LOS ANGELES — The first public-private partnership project under a program championed by California Gov. Arnold Schwarzenegger recently cleared a major procedural hurdle, though questions remain over whether the Presidio Parkway project is the right way to use P3s.
Last Thursday, the California Transportation Commission approved a P3 project designed to reconstruct one of the major approaches to the Golden Gate Bridge.
But the CTC, an autonomous board that programs and allocates state transportation funds, approved the project on a narrow 6-to-5 vote that overturned its staff’s recommendation to reject it.
The key sticking point was the project’s use of availability payments over 30 years as its key financing tool for the Presidio Parkway project, which will not be tolled.
With availability payments, the private concessionaire receives periodic payments over time as long as the facility is open to traffic and maintained to a standard specified in the contract. There is no toll or traffic risk for the concessionaire.

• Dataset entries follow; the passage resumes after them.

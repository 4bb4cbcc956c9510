//! Hashing utilities
//!
//! SHA-256 helpers used for identity derivation and key handling.

use sha2::{Digest, Sha256};

/// Computes SHA-256 hash of the input data
pub fn sha256(data: &[u8]) -> Vec<u8> {
    let mut hasher = Sha256::new();
    hasher.update(data);
    hasher.finalize().to_vec()
}

/// Computes SHA-256 hash and returns it as a hex string
pub fn sha256_hex(data: &[u8]) -> String {
    hex::encode(sha256(data))
}
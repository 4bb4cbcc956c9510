//! Storage module for wallet persistence

pub mod persistence;

pub use persistence::{
    load_from_file, save_to_file, Storage, StorageConfig, StorageError, StorageStats,
    WalletSnapshot,
};
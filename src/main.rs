//! Multisig Wallet CLI Application
//!
//! A command-line interface for operating an M-of-N multisig wallet.

use clap::{Parser, Subcommand};
use multisig_wallet::cli::{self, AppState};
use multisig_wallet::crypto::Address;
use std::path::PathBuf;

#[derive(Parser)]
#[command(name = "multisig")]
#[command(author = "Darshan")]
#[command(version = "0.1.0")]
#[command(about = "An M-of-N multi-signature wallet", long_about = None)]
struct Cli {
    /// Data directory for wallet storage
    #[arg(short, long, default_value = ".multisig_data")]
    data_dir: PathBuf,

    #[command(subcommand)]
    command: Commands,
}

#[derive(Subcommand)]
enum Commands {
    /// Create a new multisig wallet
    Init {
        /// Owner addresses (comma-separated, 0x-prefixed)
        #[arg(short, long, value_delimiter = ',', required = true)]
        owners: Vec<Address>,

        /// Number of approvals required to execute
        #[arg(short, long)]
        required: usize,

        /// Overwrite an existing wallet
        #[arg(long)]
        force: bool,
    },

    /// Generate an owner key pair
    Keygen,

    /// Deposit funds into the wallet
    Deposit {
        /// Depositor address
        #[arg(short, long)]
        from: Address,

        /// Amount to deposit
        #[arg(short, long)]
        amount: u128,
    },

    /// Propose a transfer or call
    Submit {
        /// Owner private key (hex)
        #[arg(short, long)]
        key: String,

        /// Destination address
        #[arg(short, long)]
        to: Address,

        /// Amount to send
        #[arg(short, long, default_value = "0")]
        amount: u128,

        /// Call data (hex)
        #[arg(long, default_value = "")]
        data: String,
    },

    /// Approve a pending action
    Approve {
        /// Owner private key (hex)
        #[arg(short, long)]
        key: String,

        /// Action index
        #[arg(short, long)]
        index: usize,
    },

    /// Revoke your approval of a pending action
    Revoke {
        /// Owner private key (hex)
        #[arg(short, long)]
        key: String,

        /// Action index
        #[arg(short, long)]
        index: usize,
    },

    /// Execute an action that has enough approvals
    Execute {
        /// Action index
        #[arg(short, long)]
        index: usize,
    },

    /// Show an action
    Show {
        /// Action index
        #[arg(short, long)]
        index: usize,
    },

    /// Display wallet information
    Status,

    /// Export wallet state to file
    Export {
        /// Output file path
        #[arg(short, long)]
        output: PathBuf,
    },

    /// Import wallet state from file
    Import {
        /// Input file path
        #[arg(short, long)]
        input: PathBuf,

        /// Overwrite an existing wallet
        #[arg(long)]
        force: bool,
    },
}

fn main() -> Result<(), Box<dyn std::error::Error>> {
    // Initialize logger
    env_logger::Builder::from_env(env_logger::Env::default().default_filter_or("info")).init();

    let cli = Cli::parse();

    // Commands that don't need a loaded wallet
    match &cli.command {
        Commands::Init {
            owners,
            required,
            force,
        } => return cli::cmd_init(&cli.data_dir, owners.clone(), *required, *force),
        Commands::Keygen => return cli::cmd_keygen(),
        Commands::Import { input, force } => {
            return cli::cmd_import(&cli.data_dir, input, *force)
        }
        _ => {}
    }

    let mut state = AppState::load(&cli.data_dir)?;

    match cli.command {
        Commands::Init { .. } | Commands::Keygen | Commands::Import { .. } => unreachable!(),

        Commands::Deposit { from, amount } => {
            cli::cmd_deposit(&mut state, from, amount)?;
        }

        Commands::Submit {
            key,
            to,
            amount,
            data,
        } => {
            let payload = cli::parse_payload(&data)?;
            cli::cmd_submit(&mut state, &key, to, amount, payload)?;
        }

        Commands::Approve { key, index } => {
            cli::cmd_approve(&mut state, &key, index)?;
        }

        Commands::Revoke { key, index } => {
            cli::cmd_revoke(&mut state, &key, index)?;
        }

        Commands::Execute { index } => {
            cli::cmd_execute(&mut state, index)?;
        }

        Commands::Show { index } => {
            cli::cmd_show(&state, index)?;
        }

        Commands::Status => {
            cli::cmd_status(&state)?;
        }

        Commands::Export { output } => {
            cli::cmd_export(&state, &output)?;
        }
    }

    Ok(())
}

By committing future state highway funds, the Presidio Parkway project financing plan simply reduces the resources available for other projects, the CTC staff report said.
“Approval of this project by the commission would effectively establish and endorse a means of committing state transportation funds to capital projects that bypasses state programming procedures designed to ensure statewide funding accountability and equity,” the report said.
The discussion continued here Tuesday, when the state’s Public Infrastructure Advisory Commission held a morning meeting followed by an industry forum designed to encourage development of the other projects in the state’s P3 pipeline.
The Presidio Parkway project would be the first project financed under legislation approved by state lawmakers in 2009, with the governor’s strong support, to facilitate greater use of P3 financing.
The CTC staff report noted that three different legal opinions had been prepared to ask if the Presidio Parkway’s availability payment plan is legal — the state’s Legislative Counsel and the CTC’s attorneys said no, while the Transportation Department’s attorneys said yes.
“I’m a little bit concerned about the potential for litigation,” said PIAC member John Hummer. “It seems to me that there’s an interpretation that this should be a toll road and that therefore the availability payments on this are not sufficient or not legal.”
Jose Luis Moscovich, executive director of the San Francisco County Transportation Agency, replied that the state’s P3 legislation was never meant to mean toll roads only.
The point of using the P3 procurement on Presidio Parkway is to off-load the risk of cost overruns and ensure there is proper maintenance of the new facility over time, Moscovich said.
The new 1.5-mile parkway will replace Doyle Drive, a mostly elevated roadway that dates to the 1937 opening of the Golden Gate Bridge.
The state is planning to award the “design-build-finance-operate-maintain” contract by the end of the summer, according to Kome Ajise, Caltran’s P3 program manager. “We are teed up now with commission approval to begin procurement,” he said.
Guidelines for the procurement call for the developer to be paid a $173.4 million milestone payment at the end of construction, with availability payments estimated by Caltrans to be between $1.13 billion and $1.38 billion in year-of-expenditure dollars over 30 years.
Legal merits aside, policy questions about the use of availability payments remain.
“One thing this commission can contribute is the broader question of how availability payments transactions fit into our broader program,” said Dale Bonner, secretary of the state’s Business, Transportation and Housing Agency.
Bonner is the Schwarzenegger administration’s point man for P3s, a role in evidence Tuesday afternoon at PIAC’s Public Infrastructure Financing Forum, which drew a mix of potential public and private partners.
“We brought together in the room what he hope will be many of your future customers,” Bonner said.
He tried to steer discussions to a framework of what can be done to encourage private investment.
Some of the private-sector participants said that people’s mindsets need to change — that the private sector needs to be engaged early in project development, rather than coming in toward the end of the process and then looking for money.
“Allow us to come into the room at an early stage and I don’t think you’ll be disappointed,” said Peter Luchetti, managing partner at Table Rock Capital.
“There is a market there to finance these projects,” said Carlos Ugarte, head of U.S. business development for Cintra.
The public, and the public sector, often misunderstand the goals of potential private partners, Ugarte said, adding that Cintra is not in it for a quick buck.
“We are here on 50-, 75-, and 99-year contracts in which we are not going to see returns for 25 years,” he said. “This is a marriage without a divorce court.”
The well-publicized bankruptcy this year of California’s only existing P3 highway, the Macquarie Group’s State Route 125 toll road in San Diego County, is actually a positive example of risk transfer, according to panelist Richard Little, a PIAC member and director of the Keston Institute for Public Finance and Infrastructure Policy at the University of Southern California.
“The people who are taking it in the shorts are the private sector. The public sector still has a road,” Little said.
“That’s a classic example,” Bonner said. “It’s a great facility that would still be on the drawing board today if it wasn’t financed the way it was.”